Data for processing: Begin

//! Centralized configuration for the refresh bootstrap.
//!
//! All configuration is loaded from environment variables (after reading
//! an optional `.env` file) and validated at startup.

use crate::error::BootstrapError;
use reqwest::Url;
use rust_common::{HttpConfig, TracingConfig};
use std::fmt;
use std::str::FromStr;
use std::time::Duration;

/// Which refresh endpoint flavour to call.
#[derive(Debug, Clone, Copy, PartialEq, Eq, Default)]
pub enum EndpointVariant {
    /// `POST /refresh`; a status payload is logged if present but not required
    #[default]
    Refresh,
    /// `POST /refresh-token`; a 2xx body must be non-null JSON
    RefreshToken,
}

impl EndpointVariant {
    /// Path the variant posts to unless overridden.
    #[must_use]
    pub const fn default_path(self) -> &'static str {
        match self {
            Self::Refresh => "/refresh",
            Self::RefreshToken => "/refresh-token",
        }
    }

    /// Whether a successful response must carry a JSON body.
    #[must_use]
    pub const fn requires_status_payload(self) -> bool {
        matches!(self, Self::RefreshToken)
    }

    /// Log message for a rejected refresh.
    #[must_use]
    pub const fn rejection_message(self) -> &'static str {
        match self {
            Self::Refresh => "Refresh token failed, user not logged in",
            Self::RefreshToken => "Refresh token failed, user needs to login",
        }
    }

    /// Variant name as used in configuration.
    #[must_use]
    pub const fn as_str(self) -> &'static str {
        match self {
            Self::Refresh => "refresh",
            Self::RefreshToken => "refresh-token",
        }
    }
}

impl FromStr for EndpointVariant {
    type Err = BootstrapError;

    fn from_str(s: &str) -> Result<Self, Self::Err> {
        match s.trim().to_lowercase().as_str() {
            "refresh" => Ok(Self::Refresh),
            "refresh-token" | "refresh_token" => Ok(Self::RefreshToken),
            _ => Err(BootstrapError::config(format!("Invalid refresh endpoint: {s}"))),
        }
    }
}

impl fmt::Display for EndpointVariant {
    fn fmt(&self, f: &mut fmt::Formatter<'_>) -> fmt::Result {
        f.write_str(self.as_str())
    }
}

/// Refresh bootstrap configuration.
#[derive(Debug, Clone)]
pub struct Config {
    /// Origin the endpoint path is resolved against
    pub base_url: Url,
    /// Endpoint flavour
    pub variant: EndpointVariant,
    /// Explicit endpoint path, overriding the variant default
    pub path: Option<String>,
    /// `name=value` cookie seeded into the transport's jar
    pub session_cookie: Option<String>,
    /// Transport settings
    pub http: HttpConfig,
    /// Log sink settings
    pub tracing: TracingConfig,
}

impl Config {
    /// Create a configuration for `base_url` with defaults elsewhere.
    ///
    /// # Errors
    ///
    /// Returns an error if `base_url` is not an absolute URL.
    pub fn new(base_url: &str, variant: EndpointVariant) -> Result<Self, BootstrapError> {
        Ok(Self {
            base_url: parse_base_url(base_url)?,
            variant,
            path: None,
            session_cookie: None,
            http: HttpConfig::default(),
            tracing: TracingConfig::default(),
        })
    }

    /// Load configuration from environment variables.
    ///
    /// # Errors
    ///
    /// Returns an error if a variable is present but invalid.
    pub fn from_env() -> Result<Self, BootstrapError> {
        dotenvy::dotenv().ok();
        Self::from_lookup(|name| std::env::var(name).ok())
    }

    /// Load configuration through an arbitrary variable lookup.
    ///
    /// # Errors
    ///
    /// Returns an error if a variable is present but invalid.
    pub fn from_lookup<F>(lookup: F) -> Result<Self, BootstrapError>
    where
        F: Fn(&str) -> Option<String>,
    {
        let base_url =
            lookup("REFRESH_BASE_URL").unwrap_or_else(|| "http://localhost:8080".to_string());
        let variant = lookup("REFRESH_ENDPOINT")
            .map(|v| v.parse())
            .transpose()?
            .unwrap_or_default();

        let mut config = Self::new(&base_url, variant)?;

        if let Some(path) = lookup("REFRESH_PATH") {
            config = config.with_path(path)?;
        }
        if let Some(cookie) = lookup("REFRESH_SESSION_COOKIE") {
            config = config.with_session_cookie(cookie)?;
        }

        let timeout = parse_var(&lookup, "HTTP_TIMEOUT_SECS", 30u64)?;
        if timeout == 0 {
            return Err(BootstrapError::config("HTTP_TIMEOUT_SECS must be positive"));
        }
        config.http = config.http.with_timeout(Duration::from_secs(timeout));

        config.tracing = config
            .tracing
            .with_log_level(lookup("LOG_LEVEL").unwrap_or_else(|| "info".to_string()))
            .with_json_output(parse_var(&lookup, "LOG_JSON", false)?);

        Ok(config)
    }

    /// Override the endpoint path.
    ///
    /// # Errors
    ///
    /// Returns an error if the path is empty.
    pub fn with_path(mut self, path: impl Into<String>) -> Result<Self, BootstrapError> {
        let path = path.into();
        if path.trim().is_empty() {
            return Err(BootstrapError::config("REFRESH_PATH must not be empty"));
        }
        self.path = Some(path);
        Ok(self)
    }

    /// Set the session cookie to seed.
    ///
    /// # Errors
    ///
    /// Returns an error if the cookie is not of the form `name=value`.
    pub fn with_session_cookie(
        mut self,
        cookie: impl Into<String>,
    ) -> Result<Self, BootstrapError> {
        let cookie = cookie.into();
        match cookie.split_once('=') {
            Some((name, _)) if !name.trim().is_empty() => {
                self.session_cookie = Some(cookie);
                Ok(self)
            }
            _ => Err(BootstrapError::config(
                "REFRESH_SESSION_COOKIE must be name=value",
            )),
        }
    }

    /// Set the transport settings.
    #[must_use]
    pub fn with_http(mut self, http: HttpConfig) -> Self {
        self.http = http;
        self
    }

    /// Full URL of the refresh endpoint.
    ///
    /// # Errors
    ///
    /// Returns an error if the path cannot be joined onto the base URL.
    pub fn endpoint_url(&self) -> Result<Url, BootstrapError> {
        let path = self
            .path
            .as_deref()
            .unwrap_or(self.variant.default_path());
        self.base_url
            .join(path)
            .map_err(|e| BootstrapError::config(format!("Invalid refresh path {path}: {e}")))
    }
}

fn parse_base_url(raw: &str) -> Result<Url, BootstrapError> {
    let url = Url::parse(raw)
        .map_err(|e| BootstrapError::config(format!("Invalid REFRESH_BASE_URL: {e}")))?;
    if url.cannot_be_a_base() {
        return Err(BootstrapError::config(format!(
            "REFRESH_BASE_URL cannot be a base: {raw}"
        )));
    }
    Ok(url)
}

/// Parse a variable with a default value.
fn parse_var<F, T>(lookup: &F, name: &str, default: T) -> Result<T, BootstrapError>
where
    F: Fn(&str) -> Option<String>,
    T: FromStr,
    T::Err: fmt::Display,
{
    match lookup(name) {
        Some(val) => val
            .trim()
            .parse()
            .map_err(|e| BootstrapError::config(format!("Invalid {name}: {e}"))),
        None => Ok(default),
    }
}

Data for processing: End

**Aim of the task**
Set down the lines above as they stand, starting with the first line and ending with the line that contains "failed, user not".

**Reply**
//! Centralized configuration for the refresh bootstrap.
//!
//! All configuration is loaded from environment variables (after reading
//! an optional `.env` file) and validated at startup.

use crate::error::BootstrapError;
use reqwest::Url;
use rust_common::{HttpConfig, TracingConfig};
use std::fmt;
use std::str::FromStr;
use std::time::Duration;

/// Which refresh endpoint flavour to call.
#[derive(Debug, Clone, Copy, PartialEq, Eq, Default)]
pub enum EndpointVariant {
    /// `POST /refresh`; a status payload is logged if present but not required
    #[default]
    Refresh,
    /// `POST /refresh-token`; a 2xx body must be non-null JSON
    RefreshToken,
}

impl EndpointVariant {
    /// Path the variant posts to unless overridden.
    #[must_use]
    pub const fn default_path(self) -> &'static str {
        match self {
            Self::Refresh => "/refresh",
            Self::RefreshToken => "/refresh-token",
        }
    }

    /// Whether a successful response must carry a JSON body.
    #[must_use]
    pub const fn requires_status_payload(self) -> bool {
        matches!(self, Self::RefreshToken)
    }

    /// Log message for a rejected refresh.
    #[must_use]
    pub const fn rejection_message(self) -> &'static str {
        match self {
            Self::Refresh => "Refresh token failed, user not logged in",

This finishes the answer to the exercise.